(Saved data entries)

use std::path::Path;
use std::path::PathBuf;

use serde::Deserialize;
use serde::Serialize;

#[derive(Debug, Clone, Serialize, Deserialize)]
pub struct CorpusConfig {
    /// Path to the sectioned fact file
    #[serde(default = "default_corpus_path")]
    pub path: PathBuf,
}

pub(crate) fn default_corpus_path() -> PathBuf {
    PathBuf::from("data/knowledge_base.txt")
}

impl Default for CorpusConfig {
    fn default() -> Self {
        Self {
            path: default_corpus_path(),
        }
    }
}

#[derive(Debug, Clone, Serialize, Deserialize)]
pub struct IndexConfig {
    /// Vocabulary cap, most frequent terms first
    #[serde(default = "default_max_features")]
    pub max_features: usize,
    /// A hit must score strictly above this to be returned by search
    #[serde(default = "default_min_relevance")]
    pub min_relevance: f32,
    #[serde(default = "default_remove_stopwords")]
    pub remove_stopwords: bool,
}

pub(crate) fn default_max_features() -> usize {
    500
}

pub(crate) fn default_min_relevance() -> f32 {
    0.1
}

pub(crate) fn default_remove_stopwords() -> bool {
    true
}

impl Default for IndexConfig {
    fn default() -> Self {
        Self {
            max_features: default_max_features(),
            min_relevance: default_min_relevance(),
            remove_stopwords: default_remove_stopwords(),
        }
    }
}

#[derive(Debug, Clone, Serialize, Deserialize)]
pub struct AnswerConfig {
    /// Number of candidates pulled from the index per question
    #[serde(default = "default_top_k")]
    pub top_k: usize,
    /// Top score must be strictly above this to produce an answer
    #[serde(default = "default_synthesis_threshold")]
    pub synthesis_threshold: f32,
    /// Per-fact score needed to be merged into a combined answer
    #[serde(default = "default_combine_threshold")]
    pub combine_threshold: f32,
    /// Top score needed before what/tell/general answers combine facts
    #[serde(default = "default_combine_min_top_score")]
    pub combine_min_top_score: f32,
    #[serde(default = "default_max_combined")]
    pub max_combined: usize,
    /// Terms in a yes/no question that earn an affirming "Yes, " lead-in
    #[serde(default = "default_positive_terms")]
    pub positive_terms: Vec<String>,
}

pub(crate) fn default_top_k() -> usize {
    5
}

pub(crate) fn default_synthesis_threshold() -> f32 {
    0.12
}

pub(crate) fn default_combine_threshold() -> f32 {
    0.15
}

pub(crate) fn default_combine_min_top_score() -> f32 {
    0.2
}

pub(crate) fn default_max_combined() -> usize {
    3
}

pub(crate) fn default_positive_terms() -> Vec<String> {
    [
        "organic",
        "natural",
        "safe",
        "eco",
        "cruelty-free",
        "sustainable",
        "quality",
    ]
    .iter()
    .map(|s| (*s).to_string())
    .collect()
}

impl Default for AnswerConfig {
    fn default() -> Self {
        Self {
            top_k: default_top_k(),
            synthesis_threshold: default_synthesis_threshold(),
            combine_threshold: default_combine_threshold(),
            combine_min_top_score: default_combine_min_top_score(),
            max_combined: default_max_combined(),
            positive_terms: default_positive_terms(),
        }
    }
}

#[derive(Debug, Clone, Serialize, Deserialize)]
pub struct ResponseConfig {
    /// Answers at or below this confidence are replaced by the fallback message
    #[serde(default = "default_min_confidence")]
    pub min_confidence: f32,
    #[serde(default = "default_fallback_message")]
    pub fallback_message: String,
    #[serde(default = "default_empty_message")]
    pub empty_message: String,
    #[serde(default = "default_not_understood_message")]
    pub not_understood_message: String,
    #[serde(default = "default_unavailable_message")]
    pub unavailable_message: String,
    #[serde(default = "default_max_message_chars")]
    pub max_message_chars: usize,
}

pub(crate) fn default_min_confidence() -> f32 {
    0.12
}

fn default_fallback_message() -> String {
    "I don't have specific information about that. I can answer questions about our products, \
     quality standards, sustainability practices, and company values."
        .to_string()
}

fn default_empty_message() -> String {
    "Please ask me a question.".to_string()
}

fn default_not_understood_message() -> String {
    "I didn't quite understand that. Could you rephrase your question?".to_string()
}

fn default_unavailable_message() -> String {
    "Knowledge base is not loaded. Please check the server logs.".to_string()
}

pub(crate) fn default_max_message_chars() -> usize {
    4000
}

impl Default for ResponseConfig {
    fn default() -> Self {
        Self {
            min_confidence: default_min_confidence(),
            fallback_message: default_fallback_message(),
            empty_message: default_empty_message(),
            not_understood_message: default_not_understood_message(),
            unavailable_message: default_unavailable_message(),
            max_message_chars: default_max_message_chars(),
        }
    }
}

#[derive(Debug, Clone, Serialize, Deserialize)]
pub struct LoggingConfig {
    #[serde(default = "default_log_level")]
    pub level: String,
    #[serde(default)]
    pub backtrace: bool,
}

fn default_log_level() -> String {
    "info".to_string()
}

impl Default for LoggingConfig {
    fn default() -> Self {
        Self {
            level: default_log_level(),
            backtrace: false,
        }
    }
}

#[derive(Debug, Clone, Serialize, Deserialize)]
pub struct ServerConfig {
    #[serde(default = "default_host")]
    pub host: String,
    #[serde(default = "default_port")]
    pub port: u16,
    #[serde(default = "default_cors")]
    pub cors: bool,
}

fn default_host() -> String {
    "0.0.0.0".to_string()
}

pub(crate) fn default_port() -> u16 {
    5000
}

fn default_cors() -> bool {
    true
}

impl Default for ServerConfig {
    fn default() -> Self {
        Self {
            host: default_host(),
            port: default_port(),
            cors: default_cors(),
        }
    }
}

#[derive(Debug, Clone, PartialEq, Eq, Serialize, Deserialize)]
pub struct SuggestionTopic {
    pub name: String,
    /// Substrings that route a question to this topic
    pub keywords: Vec<String>,
    pub questions: Vec<String>,
}

impl SuggestionTopic {
    fn new(name: &str, keywords: &[&str], questions: &[&str]) -> Self {
        Self {
            name: name.to_string(),
            keywords: keywords.iter().map(|s| (*s).to_string()).collect(),
            questions: questions.iter().map(|s| (*s).to_string()).collect(),
        }
    }
}

#[derive(Debug, Clone, Serialize, Deserialize)]
pub struct SuggestionsConfig {
    #[serde(default = "default_starters")]
    pub starters: Vec<String>,
    #[serde(default = "default_topics")]
    pub topics: Vec<SuggestionTopic>,
    /// Topic used when no keyword matches
    #[serde(default = "default_topic_name")]
    pub default_topic: String,
    #[serde(default = "default_suggestion_count")]
    pub count: usize,
}

fn default_starters() -> Vec<String> {
    [
        "What products do you offer?",
        "Are your products organic?",
        "Tell me about your sustainability practices",
        "What makes your company different?",
        "Are your products cruelty-free?",
        "Can I use your products on sensitive skin?",
        "What values does your company promote?",
    ]
    .iter()
    .map(|s| (*s).to_string())
    .collect()
}

fn default_topics() -> Vec<SuggestionTopic> {
    vec![
        SuggestionTopic::new(
            "products",
            &["product", "offer", "type", "sell", "have"],
            &[
                "What types of products do you offer?",
                "Are your products safe for daily use?",
                "Tell me about your organic products",
            ],
        ),
        SuggestionTopic::new(
            "quality",
            &["quality", "safe", "chemical", "test", "cruelty"],
            &[
                "How do you ensure product quality?",
                "Do you use harmful chemicals?",
                "Are your products cruelty-free?",
            ],
        ),
        SuggestionTopic::new(
            "sustainability",
            &["eco", "environment", "sustain", "green", "nature"],
            &[
                "Are your products eco-friendly?",
                "What are your sustainability practices?",
                "How do you protect the environment?",
            ],
        ),
        SuggestionTopic::new(
            "usage",
            &["use", "who", "age", "skin", "daily", "apply"],
            &[
                "Who can use your products?",
                "Are products suitable for all ages?",
                "Can I use products on sensitive skin?",
            ],
        ),
        SuggestionTopic::new(
            "company",
            &["mission", "value", "company", "brand", "different", "about"],
            &[
                "What is your mission?",
                "What values does your company promote?",
                "What makes your company different?",
            ],
        ),
    ]
}

fn default_topic_name() -> String {
    "company".to_string()
}

pub(crate) fn default_suggestion_count() -> usize {
    4
}

impl Default for SuggestionsConfig {
    fn default() -> Self {
        Self {
            starters: default_starters(),
            topics: default_topics(),
            default_topic: default_topic_name(),
            count: default_suggestion_count(),
        }
    }
}

#[derive(Debug, Clone, Default, Serialize, Deserialize)]
pub struct AppConfig {
    #[serde(default)]
    pub corpus: CorpusConfig,
    #[serde(default)]
    pub index: IndexConfig,
    #[serde(default)]
    pub answer: AnswerConfig,
    #[serde(default)]
    pub response: ResponseConfig,
    #[serde(default)]
    pub logging: LoggingConfig,
    #[serde(default)]
    pub server: ServerConfig,
    #[serde(default)]
    pub suggestions: SuggestionsConfig,
}

impl AppConfig {
    /// Load configuration from a TOML file
    pub fn from_file<P: AsRef<Path>>(path: P) -> crate::Result<Self> {
        let content = std::fs::read_to_string(path)?;
        let config: AppConfig = toml::from_str(&content)?;
        config.validate()?;
        Ok(config)
    }

    /// Load configuration from default config file path
    pub fn load() -> crate::Result<Self> {
        // Try to load from config.toml first, then fall back to config.example.toml
        if Path::new("config.toml").exists() {
            Self::from_file("config.toml")
        } else if Path::new("config.example.toml").exists() {
            tracing::warn!(
                "Using config.example.toml. Please create config.toml for production use."
            );
            Self::from_file("config.example.toml")
        } else {
            Err(crate::FactRagError::Io(std::io::Error::new(
                std::io::ErrorKind::NotFound,
                "No config file found. Please create config.toml or config.example.toml",
            )))
        }
    }

    /// Load from an explicit path when given, otherwise from the default locations
    pub fn load_from(path: Option<&Path>) -> crate::Result<Self> {
        match path {
            Some(path) => Self::from_file(path),
            None => Self::load(),
        }
    }

    /// Reject values the engine cannot work with
    pub fn validate(&self) -> crate::Result<()> {
        let thresholds = [
            ("index.min_relevance", self.index.min_relevance),
            ("answer.synthesis_threshold", self.answer.synthesis_threshold),
            ("answer.combine_threshold", self.answer.combine_threshold),
            ("answer.combine_min_top_score", self.answer.combine_min_top_score),
            ("response.min_confidence", self.response.min_confidence),
        ];
        for (name, value) in thresholds {
            if !(0.0..=1.0).contains(&value) {
                return Err(crate::FactRagError::ConfigError(format!(
                    "{name} must be within [0, 1], got {value}"
                )));
            }
        }

        if self.index.max_features == 0 {
            return Err(crate::FactRagError::ConfigError(
                "index.max_features must be greater than 0".to_string(),
            ));
        }
        if self.answer.top_k == 0 {
            return Err(crate::FactRagError::ConfigError(
                "answer.top_k must be greater than 0".to_string(),
            ));
        }
        if self.answer.max_combined == 0 {
            return Err(crate::FactRagError::ConfigError(
                "answer.max_combined must be greater than 0".to_string(),
            ));
        }

        Ok(())
    }

    /// Get knowledge base path
    pub fn corpus_path(&self) -> &Path {
        &self.corpus.path
    }

    /// Get vocabulary cap
    pub fn max_features(&self) -> usize {
        self.index.max_features
    }

    /// Get search relevance floor
    pub fn min_relevance(&self) -> f32 {
        self.index.min_relevance
    }

    /// Get answer synthesis threshold
    pub fn synthesis_threshold(&self) -> f32 {
        self.answer.synthesis_threshold
    }

    /// Get server bind address
    pub fn server_addr(&self) -> String {
        format!("{}:{}", self.server.host, self.server.port)
    }
}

Assignment >> Could you count the lines in the entries that hold the word "values"? Only the number is wanted.

Task solution >> 4